Yanıtlar gelir mi bilmem!.. Ama, Kılıçdaroğlu’nun ABD’ye yapacağı “sefer” çok ama çok yönlü anlamların, ünlemlerin gölgesinde kalacağını şimdiden söyleyebilirim.. Ki, bu sefer 2023’te de ve sonrasında da; hep “yad” edilecek.? Tabi taraflar açısından, kimi rahmetle kimi lanetle!..

***

DTSO SEÇİMLERİ…

Diyarbakır Ticaret ve Sanayi Odası seçimlerine dair, bir son dakika gelişmesi diyelim!.. Seçime Beyaz Listeyle girme kararı alan.? Ve bu yönde bir dizi faaliyetler içerisine giren.. Hatta bilboardlarda afişler astıran.. Basın açıklamalarında bulunan.. Kendilerini seçimin en iddialı “listesi” olarak gören Şehmus Karakuş dün “çekildiğini” açıkladı..

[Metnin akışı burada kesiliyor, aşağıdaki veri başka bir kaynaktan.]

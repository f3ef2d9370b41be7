//! In-memory job store for single-process deployments and tests.
//!
//! Same transition guards as the Postgres store, with a mutex standing in
//! for row-level atomicity.

use std::collections::HashMap;

use async_trait::async_trait;
use chrono::Utc;
use tokio::sync::Mutex;
use uuid::Uuid;

use super::{JobStore, StoreError};
use crate::models::job::{Job, JobError, JobStatus, NewJob};

#[derive(Default)]
struct Inner {
    jobs: HashMap<Uuid, Job>,
    in_flight: HashMap<String, i32>,
}

#[derive(Default)]
pub struct MemoryJobStore {
    inner: Mutex<Inner>,
}

impl MemoryJobStore {
    pub fn new() -> Self {
        Self::default()
    }

    /// Total number of job records ever created.
    pub async fn job_count(&self) -> usize {
        self.inner.lock().await.jobs.len()
    }
}

impl Inner {
    fn guarded_mut(
        &mut self,
        id: Uuid,
        version: i64,
        from: &[JobStatus],
    ) -> Result<&mut Job, StoreError> {
        let job = self.jobs.get_mut(&id).ok_or(StoreError::NotFound)?;
        if job.version != version || !from.contains(&job.status) {
            return Err(StoreError::Conflict);
        }
        Ok(job)
    }

    fn release_quota(&mut self, owner_id: &str) {
        if let Some(n) = self.in_flight.get_mut(owner_id) {
            *n = (*n - 1).max(0);
        }
    }
}

#[async_trait]
impl JobStore for MemoryJobStore {
    async fn create(&self, job: NewJob, quota_ceiling: i32) -> Result<Job, StoreError> {
        let mut inner = self.inner.lock().await;

        let count = inner.in_flight.entry(job.owner_id.clone()).or_insert(0);
        if *count >= quota_ceiling {
            return Err(StoreError::QuotaExceeded {
                owner_id: job.owner_id,
                ceiling: quota_ceiling,
            });
        }
        *count += 1;

        let record = Job {
            id: job.id,
            owner_id: job.owner_id,
            tier: job.tier,
            status: JobStatus::Queued,
            attempt_count: 0,
            payload_ref: job.payload_ref,
            output_format: job.output_format,
            result_ref: None,
            error: None,
            cancel_requested: false,
            created_at: Utc::now(),
            started_at: None,
            finished_at: None,
            version: 0,
        };
        inner.jobs.insert(record.id, record.clone());
        Ok(record)
    }

    async fn get(&self, id: Uuid) -> Result<Option<Job>, StoreError> {
        let inner = self.inner.lock().await;
        Ok(inner.jobs.get(&id).cloned())
    }

    async fn mark_running(&self, id: Uuid, version: i64) -> Result<Job, StoreError> {
        let mut inner = self.inner.lock().await;
        let job = inner.guarded_mut(id, version, &[JobStatus::Queued])?;
        job.status = JobStatus::Running;
        job.attempt_count += 1;
        job.started_at = Some(Utc::now());
        job.version += 1;
        Ok(job.clone())
    }

    async fn mark_succeeded(
        &self,
        id: Uuid,
        version: i64,
        result_ref: &str,
    ) -> Result<Job, StoreError> {
        let mut inner = self.inner.lock().await;
        let job = inner.guarded_mut(id, version, &[JobStatus::Running])?;
        job.status = JobStatus::Succeeded;
        job.result_ref = Some(result_ref.to_string());
        job.finished_at = Some(Utc::now());
        job.version += 1;
        let done = job.clone();
        inner.release_quota(&done.owner_id);
        Ok(done)
    }

    async fn mark_failed(
        &self,
        id: Uuid,
        version: i64,
        error: &JobError,
    ) -> Result<Job, StoreError> {
        let mut inner = self.inner.lock().await;
        let job = inner.guarded_mut(id, version, &[JobStatus::Queued, JobStatus::Running])?;
        job.status = JobStatus::Failed;
        job.error = Some(error.clone());
        job.finished_at = Some(Utc::now());
        job.version += 1;
        let done = job.clone();
        inner.release_quota(&done.owner_id);
        Ok(done)
    }

    async fn mark_cancelled(&self, id: Uuid, version: i64) -> Result<Job, StoreError> {
        let mut inner = self.inner.lock().await;
        let job = inner.guarded_mut(id, version, &[JobStatus::Queued, JobStatus::Running])?;
        job.status = JobStatus::Cancelled;
        job.finished_at = Some(Utc::now());
        job.version += 1;
        let done = job.clone();
        inner.release_quota(&done.owner_id);
        Ok(done)
    }

    async fn requeue(&self, id: Uuid, version: i64) -> Result<Job, StoreError> {
        let mut inner = self.inner.lock().await;
        let job = inner.guarded_mut(id, version, &[JobStatus::Running])?;
        job.status = JobStatus::Queued;
        job.started_at = None;
        job.version += 1;
        Ok(job.clone())
    }

    async fn request_cancel(&self, id: Uuid) -> Result<Option<Job>, StoreError> {
        let mut inner = self.inner.lock().await;
        match inner.jobs.get_mut(&id) {
            Some(job) if !job.status.is_terminal() => {
                job.cancel_requested = true;
                Ok(Some(job.clone()))
            }
            _ => Ok(None),
        }
    }

    async fn running_count(&self) -> Result<u64, StoreError> {
        let inner = self.inner.lock().await;
        Ok(inner
            .jobs
            .values()
            .filter(|j| j.status == JobStatus::Running)
            .count() as u64)
    }

    async fn ping(&self) -> Result<(), StoreError> {
        Ok(())
    }
}

#[cfg(test)]
mod tests {
    use super::*;
    use crate::models::job::{ErrorKind, OutputFormat, Tier};

    fn new_job(owner: &str) -> NewJob {
        NewJob {
            id: Uuid::new_v4(),
            owner_id: owner.to_string(),
            tier: Tier::Free,
            payload_ref: "store://cvs/123".to_string(),
            output_format: OutputFormat::Pdf,
        }
    }

    #[tokio::test]
    async fn transition_with_stale_version_conflicts() {
        let store = MemoryJobStore::new();
        let job = store.create(new_job("o1"), 5).await.unwrap();

        let claimed = store.mark_running(job.id, job.version).await.unwrap();
        assert_eq!(claimed.attempt_count, 1);

        // Second claim against the original version loses the race.
        let err = store.mark_running(job.id, job.version).await.unwrap_err();
        assert!(matches!(err, StoreError::Conflict));
    }

    #[tokio::test]
    async fn result_ref_only_reachable_through_success() {
        let store = MemoryJobStore::new();
        let job = store.create(new_job("o1"), 5).await.unwrap();
        let running = store.mark_running(job.id, job.version).await.unwrap();
        let failed = store
            .mark_failed(
                running.id,
                running.version,
                &JobError::new(ErrorKind::RenderFailed, "bad input"),
            )
            .await
            .unwrap();

        assert_eq!(failed.status, JobStatus::Failed);
        assert!(failed.result_ref.is_none());

        // Terminal jobs accept no further transitions.
        let err = store
            .mark_succeeded(failed.id, failed.version, "outputs/x")
            .await
            .unwrap_err();
        assert!(matches!(err, StoreError::Conflict));
    }

    #[tokio::test]
    async fn quota_ceiling_is_enforced_and_released() {
        let store = MemoryJobStore::new();
        let a = store.create(new_job("owner"), 2).await.unwrap();
        let _b = store.create(new_job("owner"), 2).await.unwrap();

        let err = store.create(new_job("owner"), 2).await.unwrap_err();
        assert!(matches!(err, StoreError::QuotaExceeded { .. }));

        // Finishing a job frees a slot.
        let running = store.mark_running(a.id, a.version).await.unwrap();
        store
            .mark_succeeded(running.id, running.version, "outputs/a.pdf")
            .await
            .unwrap();
        store.create(new_job("owner"), 2).await.unwrap();
    }

    #[tokio::test]
    async fn cancel_flag_rejected_on_terminal_jobs() {
        let store = MemoryJobStore::new();
        let job = store.create(new_job("o1"), 5).await.unwrap();
        let running = store.mark_running(job.id, job.version).await.unwrap();
        store
            .mark_cancelled(running.id, running.version)
            .await
            .unwrap();

        assert!(store.request_cancel(job.id).await.unwrap().is_none());
    }
}
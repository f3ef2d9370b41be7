//! Admission layer: submission, status, cancellation, queue stats.
//!
//! The only side effects here are job-store writes and queue enqueues; the
//! output store is worker territory.

use garde::Validate;
use serde::{Deserialize, Serialize};
use uuid::Uuid;

use crate::app_state::AppState;
use crate::error::{ApiError, ApiResult};
use crate::models::job::{ErrorKind, Job, JobError, NewJob};
use crate::models::render::SubmitRequest;
use crate::queue::{QueueMessage, RenderQueue};
use crate::store::{JobStore, StoreError};

/// Bound on re-read-and-retry recovery from version conflicts.
const MAX_TRANSITION_RETRIES: usize = 3;

/// Validate a submission, reserve a quota slot, persist the job, enqueue it.
pub async fn submit(state: &AppState, req: SubmitRequest) -> ApiResult<Job> {
    req.validate()
        .map_err(|report| ApiError::Validation(report.to_string()))?;

    let new_job = NewJob {
        id: Uuid::new_v4(),
        owner_id: req.owner_id,
        tier: req.tier,
        payload_ref: req.payload_ref,
        output_format: req.output_format,
    };
    let ceiling = state.config.quota_ceiling(req.tier);

    let job = state.store.create(new_job, ceiling).await?;
    metrics::counter!("render_jobs_submitted_total").increment(1);

    tracing::info!(
        job_id = %job.id,
        owner_id = %job.owner_id,
        tier = %job.tier,
        "Render job submitted"
    );

    if let Err(e) = state
        .queue
        .enqueue(QueueMessage::new(job.id, job.tier))
        .await
    {
        // The record exists but can never be delivered; fail it rather than
        // leave the caller polling a job no worker will see.
        tracing::error!(job_id = %job.id, error = %e, "Enqueue failed after job creation");
        let _ = state
            .store
            .mark_failed(
                job.id,
                job.version,
                &JobError::new(ErrorKind::Internal, "job could not be enqueued"),
            )
            .await;
        return Err(e.into());
    }

    Ok(job)
}

/// Read-only job snapshot.
pub async fn get_status(state: &AppState, job_id: Uuid) -> ApiResult<Job> {
    state
        .store
        .get(job_id)
        .await?
        .ok_or_else(|| ApiError::not_found(format!("job {job_id}")))
}

/// Request cancellation. A queued job is cancelled outright; a running job
/// gets the cooperative flag and the worker settles it at the next
/// checkpoint.
pub async fn cancel(state: &AppState, job_id: Uuid) -> ApiResult<Job> {
    for _ in 0..MAX_TRANSITION_RETRIES {
        let job = get_status(state, job_id).await?;

        if job.status.is_terminal() {
            return Err(ApiError::invalid_state(format!(
                "job {job_id} is already {}",
                job.status
            )));
        }

        if job.status == crate::models::job::JobStatus::Queued {
            match state.store.mark_cancelled(job.id, job.version).await {
                Ok(cancelled) => {
                    metrics::counter!("render_jobs_cancelled_total").increment(1);
                    tracing::info!(job_id = %job_id, "Queued job cancelled");
                    return Ok(cancelled);
                }
                // Lost a race with a claim or another cancel; re-read.
                Err(StoreError::Conflict) => continue,
                Err(e) => return Err(e.into()),
            }
        }

        match state.store.request_cancel(job_id).await? {
            Some(flagged) => {
                tracing::info!(job_id = %job_id, "Cancellation requested for running job");
                return Ok(flagged);
            }
            // Became terminal between the read and the flag write; re-read
            // so the caller gets the precise state error.
            None => continue,
        }
    }

    Err(ApiError::Internal(format!(
        "cancellation of job {job_id} kept conflicting; retry"
    )))
}

/// Admin queue statistics.
#[derive(Debug, Serialize, Deserialize)]
pub struct QueueStatsResponse {
    pub depth: u64,
    pub oldest_enqueue_age_secs: Option<i64>,
    /// Messages currently leased to workers.
    pub in_flight: u64,
    /// Jobs currently in `running` state.
    pub running_jobs: u64,
    pub per_tier: std::collections::HashMap<String, u64>,
}

pub async fn queue_stats(state: &AppState) -> ApiResult<QueueStatsResponse> {
    let snapshot = state.queue.snapshot().await?;
    let running_jobs = state.store.running_count().await?;

    metrics::gauge!("render_queue_depth").set(snapshot.depth as f64);
    metrics::gauge!("render_jobs_running").set(running_jobs as f64);

    Ok(QueueStatsResponse {
        depth: snapshot.depth,
        oldest_enqueue_age_secs: snapshot.oldest_enqueue_age_secs,
        in_flight: snapshot.in_flight,
        running_jobs,
        per_tier: snapshot.per_tier,
    })
}
//! Lease reaper.
//!
//! Runs alongside the worker loop: returns expired leases to their tier
//! partition (redelivery) and fails the jobs behind messages that exhausted
//! their delivery budget (dead-letter). This is what turns a crashed
//! worker's silent disappearance into an observable retry.

use std::time::Duration;

use chrono::{DateTime, Utc};
use tokio::time::interval;

use super::WorkerError;
use crate::app_state::AppState;
use crate::models::job::{ErrorKind, JobError};
use crate::queue::{QueueMessage, RenderQueue};
use crate::store::{JobStore, StoreError};

/// Conflict-recovery bound when failing a dead-lettered job.
const MAX_TRANSITION_RETRIES: usize = 3;

/// Run the reaper loop forever at the configured interval.
pub async fn run_loop(state: AppState) {
    let mut ticker = interval(Duration::from_secs(state.config.reap_interval_secs));

    loop {
        ticker.tick().await;
        if let Err(e) = reap_once(&state, Utc::now()).await {
            tracing::error!(error = %e, "Reaper cycle failed");
        }
    }
}

/// Run a single reap cycle against the given clock reading.
pub async fn reap_once(state: &AppState, now: DateTime<Utc>) -> Result<(), WorkerError> {
    let outcome = state.queue.reap_expired(now).await?;

    for msg in &outcome.redelivered {
        metrics::counter!("render_jobs_redelivered_total").increment(1);
        tracing::warn!(
            job_id = %msg.job_id,
            delivery_count = msg.delivery_count,
            "Lease expired, message redelivered"
        );
    }

    for msg in &outcome.dead_lettered {
        metrics::counter!("render_jobs_dead_lettered_total").increment(1);
        fail_dead_lettered(state, msg).await?;
    }

    if let Ok(snapshot) = state.queue.snapshot().await {
        metrics::gauge!("render_queue_depth").set(snapshot.depth as f64);
        metrics::gauge!("render_queue_in_flight").set(snapshot.in_flight as f64);
    }

    Ok(())
}

async fn fail_dead_lettered(state: &AppState, msg: &QueueMessage) -> Result<(), WorkerError> {
    for _ in 0..MAX_TRANSITION_RETRIES {
        let Some(job) = state.store.get(msg.job_id).await? else {
            return Ok(());
        };
        if job.status.is_terminal() {
            return Ok(());
        }

        let error = JobError::new(
            ErrorKind::MaxRetriesExceeded,
            format!(
                "delivery budget exhausted after {} deliveries",
                msg.delivery_count
            ),
        );

        match state.store.mark_failed(job.id, job.version, &error).await {
            Ok(_) => {
                tracing::error!(
                    job_id = %job.id,
                    delivery_count = msg.delivery_count,
                    "Dead-lettered job marked failed"
                );
                return Ok(());
            }
            Err(StoreError::Conflict) => continue,
            Err(StoreError::NotFound) => return Ok(()),
            Err(e) => return Err(e.into()),
        }
    }

    tracing::error!(
        job_id = %msg.job_id,
        "Could not settle dead-lettered job after repeated conflicts"
    );
    Ok(())
}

Gerekçe de; 16 meslek grubundan, 14’ünü çıkardıklarını, bu durumun hoşlarına gitmediği için, ortak kararla çekilmeyi uygun bulduklarını söyledi.. Karakuş Yeşil Listeye, yani Mehmet Kaya’ya destek verecek…  Karakuş’un çekilmesiyle, 16 meslek grubunu bünyesinde tutan iki liste kaldı.. Ağırlıklı onlar yarışacak.? Yeşil ve Mavi..

***

Tabi meslek gruplarında kırmızı listeyle 3 grupta yarışan bir de Mahmut Miroğlu var..Grubunda, kesin gözüyle bakılıyor.. Seçim 2 Ekim’de.. Grup adayları üyelerini ve tabiki rakiplerini “çok yakın markajda” tutuyor.. Bir önceki seçim sonucu çıkar mı bilmem, ama bu kez gruplar çetin.. Ne diyelim; her kim kazanırsa kazansın, temennimiz kazananın Diyarbakır’a kazandıran ehil ve liyakat üstünlüğü olsun..

***

GÜNÜN SÖZÜ

Karanlığa sövüp sayacağına, bir mum yak ki, yüzün görünsün…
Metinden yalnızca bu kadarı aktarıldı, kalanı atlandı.